Your objective -
Working from the top of the records below, reproduce each line exactly, ending once you have written the line containing "for (property_id, value)".
### Information provided
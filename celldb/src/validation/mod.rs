use crate::dependency::extract_column_references;
use crate::document::CellValue;
use crate::error::{CellDbError, Result};
use crate::schema::{DatabaseContent, DatabaseView, PropertyDef, PropertyKind};
use crate::summary::is_valid_aggregation;
use serde::Serialize;
use std::collections::HashSet;

/// Result of validating a database document
#[derive(Debug, Clone, Default, Serialize)]
pub struct ValidationResult {
    pub errors: Vec<String>,
    pub warnings: Vec<String>,
}

impl ValidationResult {
    pub fn is_ok(&self) -> bool {
        self.errors.is_empty()
    }

    pub fn has_warnings(&self) -> bool {
        !self.warnings.is_empty()
    }
}

/// Validate the structure of a database document.
///
/// Duplicate ids and rollups over non-relations are always errors. Everything
/// else (stray cells, type mismatches, broken formulas, views naming missing
/// properties) is an error in strict mode and a warning otherwise.
pub fn validate_content(content: &DatabaseContent, strict: bool) -> ValidationResult {
    let mut result = ValidationResult::default();

    check_unique(
        content.properties.iter().map(|p| p.id.as_str()),
        "property id",
        &mut result,
    );
    check_unique(content.rows.iter().map(|r| r.id.as_str()), "row id", &mut result);
    check_unique(content.views.iter().map(|v| v.id.as_str()), "view id", &mut result);

    let mut names = HashSet::new();
    for prop in &content.properties {
        if !names.insert(prop.name.as_str()) {
            add_issue(
                &mut result,
                strict,
                format!("Property name '{}' is used more than once; formulas see the first", prop.name),
            );
        }
        validate_property(content, prop, strict, &mut result);
    }

    if content.views.is_empty() {
        add_issue(&mut result, strict, "Database has no views".to_string());
    }
    for view in &content.views {
        validate_view(content, view, strict, &mut result);
    }

    for row in &content.rows {
        for (property_id, value) in &row.cells {
            match content.property(property_id) {
                None => add_issue(
                    &mut result,
                    strict,
                    format!("Row '{}' has a cell for unknown property '{property_id}'", row.id),
                ),
                Some(prop) => validate_cell(prop, &row.id, value, strict, &mut result),
            }
        }
    }

    result
}

fn check_unique<'a>(ids: impl Iterator<Item = &'a str>, what: &str, result: &mut ValidationResult) {
    let mut seen = HashSet::new();
    for id in ids {
        if !seen.insert(id) {
            result.errors.push(format!("Duplicate {what} '{id}'"));
        }
    }
}

fn validate_property(
    content: &DatabaseContent,
    prop: &PropertyDef,
    strict: bool,
    result: &mut ValidationResult,
) {
    match &prop.kind {
        PropertyKind::Select { options } | PropertyKind::MultiSelect { options } => {
            check_unique(
                options.iter().map(|o| o.id.as_str()),
                &format!("option id in '{}'", prop.name),
                result,
            );
        }
        PropertyKind::Rollup(config) => {
            match content.property(&config.relation_property_id) {
                Some(relation) if relation.relation_config().is_some() => {}
                Some(other) => result.errors.push(format!(
                    "Rollup '{}' uses '{}', which is not a relation",
                    prop.name, other.name
                )),
                None => result.errors.push(format!(
                    "Rollup '{}' uses unknown relation property '{}'",
                    prop.name, config.relation_property_id
                )),
            }
        }
        PropertyKind::Formula { expression } if !expression.trim().is_empty() => {
            match extract_column_references(expression) {
                Ok(references) => {
                    for name in references {
                        if content.property_by_name(&name).is_none() {
                            add_issue(
                                result,
                                strict,
                                format!("Formula '{}' references unknown column '{name}'", prop.name),
                            );
                        }
                    }
                }
                Err(e) => add_issue(result, strict, format!("Formula '{}': {e}", prop.name)),
            }
        }
        _ => {}
    }
}

fn validate_view(
    content: &DatabaseContent,
    view: &DatabaseView,
    strict: bool,
    result: &mut ValidationResult,
) {
    let mut check = |property_id: &str, role: &str| {
        if content.property(property_id).is_none() {
            add_issue(
                result,
                strict,
                format!("View '{}' {role} unknown property '{property_id}'", view.name),
            );
        }
    };

    for filter in &view.filters {
        check(&filter.property_id, "filters on");
    }
    for sort in &view.sorts {
        check(&sort.property_id, "sorts by");
    }
    if let Some(group_by) = &view.config.group_by_property_id {
        check(group_by, "groups by");
    }
    if let Some(date_property) = &view.config.date_property_id {
        check(date_property, "places rows by");
    }

    for (property_id, aggregation) in &view.property_summaries {
        match content.property(property_id) {
            None => add_issue(
                result,
                strict,
                format!("View '{}' summarizes unknown property '{property_id}'", view.name),
            ),
            Some(prop) if !is_valid_aggregation(prop.property_type(), *aggregation) => add_issue(
                result,
                strict,
                format!(
                    "View '{}' summary {:?} is not available for {} property '{}'",
                    view.name,
                    aggregation,
                    prop.property_type().as_str(),
                    prop.name
                ),
            ),
            Some(_) => {}
        }
    }
}

fn validate_cell(
    prop: &PropertyDef,
    row_id: &str,
    value: &CellValue,
    strict: bool,
    result: &mut ValidationResult,
) {
    if value.is_null() {
        return;
    }
    let field = format!("Row '{row_id}' property '{}'", prop.name);

    if prop.is_computed() {
        add_issue(
            result,
            strict,
            format!("{field} stores a value for a computed {} column", prop.property_type().as_str()),
        );
        return;
    }

    match &prop.kind {
        PropertyKind::Number { .. } => {
            if value.as_number().is_none() && !value.is_empty() {
                add_issue(result, strict, format!("{field} expected number, got {}", type_name(value)));
            }
        }
        PropertyKind::Checkbox => {
            if !matches!(value, CellValue::Bool(_)) {
                add_issue(result, strict, format!("{field} expected boolean, got {}", type_name(value)));
            }
        }
        PropertyKind::Select { .. } => match value {
            CellValue::Text(id) if id.is_empty() || prop.option_label(id).is_some() => {}
            CellValue::Text(id) => {
                add_issue(result, strict, format!("{field} refers to unknown option '{id}'"))
            }
            other => add_issue(
                result,
                strict,
                format!("{field} expected option id, got {}", type_name(other)),
            ),
        },
        PropertyKind::MultiSelect { .. } => match value {
            CellValue::List(ids) => {
                for id in ids {
                    if prop.option_label(id).is_none() {
                        add_issue(result, strict, format!("{field} refers to unknown option '{id}'"));
                    }
                }
            }
            other => add_issue(
                result,
                strict,
                format!("{field} expected list of option ids, got {}", type_name(other)),
            ),
        },
        PropertyKind::Relation(_) => {
            if !matches!(value, CellValue::List(_)) {
                add_issue(
                    result,
                    strict,
                    format!("{field} expected list of row ids, got {}", type_name(value)),
                );
            }
        }
        PropertyKind::Text | PropertyKind::Date | PropertyKind::Url | PropertyKind::PageLink => {
            if matches!(value, CellValue::List(_)) {
                add_issue(result, strict, format!("{field} expected string, got list"));
            }
        }
        PropertyKind::Rollup(_) | PropertyKind::Formula { .. } => {}
    }
}

fn add_issue(result: &mut ValidationResult, strict: bool, message: String) {
    if strict {
        result.errors.push(message);
    } else {
        result.warnings.push(message);
    }
}

fn type_name(value: &CellValue) -> &'static str {
    match value {
        CellValue::Null => "null",
        CellValue::Bool(_) => "boolean",
        CellValue::Number(_) => "number",
        CellValue::Text(_) => "string",
        CellValue::List(_) => "list",
    }
}

/// Validate before a save. Returns the warnings, or an error listing every failure.
pub fn validate_and_prepare(content: &DatabaseContent, strict: bool) -> Result<Vec<String>> {
    let result = validate_content(content, strict);

    if !result.is_ok() {
        return Err(CellDbError::Validation(format!(
            "Database validation failed:\n  - {}",
            result.errors.join("\n  - ")
        )));
    }

    Ok(result.warnings)
}
//! Formula language: tokenizer, recursive-descent parser, evaluator and built-ins.

mod ast;
mod eval;
mod functions;
mod parser;
mod token;

pub use ast::{BinaryOp, Expr, UnaryOp};
pub use eval::{evaluate, Evaluator};
pub use functions::{is_builtin, BUILTIN_FUNCTIONS};
pub use parser::parse;
pub use token::{tokenize, Operator, Token, TokenKind};

use crate::document::CellValue;
use crate::error::Result;
use std::collections::HashMap;

/// Parse and evaluate in one step.
pub fn evaluate_str(expression: &str, context: &HashMap<String, CellValue>) -> Result<CellValue> {
    let expr = parse(expression)?;
    evaluate(&expr, context)
}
######
Task output -
filename celldb/src/validation/mod.rs
use crate::dependency::extract_column_references;
use crate::document::CellValue;
use crate::error::{CellDbError, Result};
use crate::schema::{DatabaseContent, DatabaseView, PropertyDef, PropertyKind};
use crate::summary::is_valid_aggregation;
use serde::Serialize;
use std::collections::HashSet;

/// Result of validating a database document
#[derive(Debug, Clone, Default, Serialize)]
pub struct ValidationResult {
    pub errors: Vec<String>,
    pub warnings: Vec<String>,
}

impl ValidationResult {
    pub fn is_ok(&self) -> bool {
        self.errors.is_empty()
    }

    pub fn has_warnings(&self) -> bool {
        !self.warnings.is_empty()
    }
}

/// Validate the structure of a database document.
///
/// Duplicate ids and rollups over non-relations are always errors. Everything
/// else (stray cells, type mismatches, broken formulas, views naming missing
/// properties) is an error in strict mode and a warning otherwise.
pub fn validate_content(content: &DatabaseContent, strict: bool) -> ValidationResult {
    let mut result = ValidationResult::default();

    check_unique(
        content.properties.iter().map(|p| p.id.as_str()),
        "property id",
        &mut result,
    );
    check_unique(content.rows.iter().map(|r| r.id.as_str()), "row id", &mut result);
    check_unique(content.views.iter().map(|v| v.id.as_str()), "view id", &mut result);

    let mut names = HashSet::new();
    for prop in &content.properties {
        if !names.insert(prop.name.as_str()) {
            add_issue(
                &mut result,
                strict,
                format!("Property name '{}' is used more than once; formulas see the first", prop.name),
            );
        }
        validate_property(content, prop, strict, &mut result);
    }

    if content.views.is_empty() {
        add_issue(&mut result, strict, "Database has no views".to_string());
    }
    for view in &content.views {
        validate_view(content, view, strict, &mut result);
    }

    for row in &content.rows {
        for (property_id, value) in &row.cells {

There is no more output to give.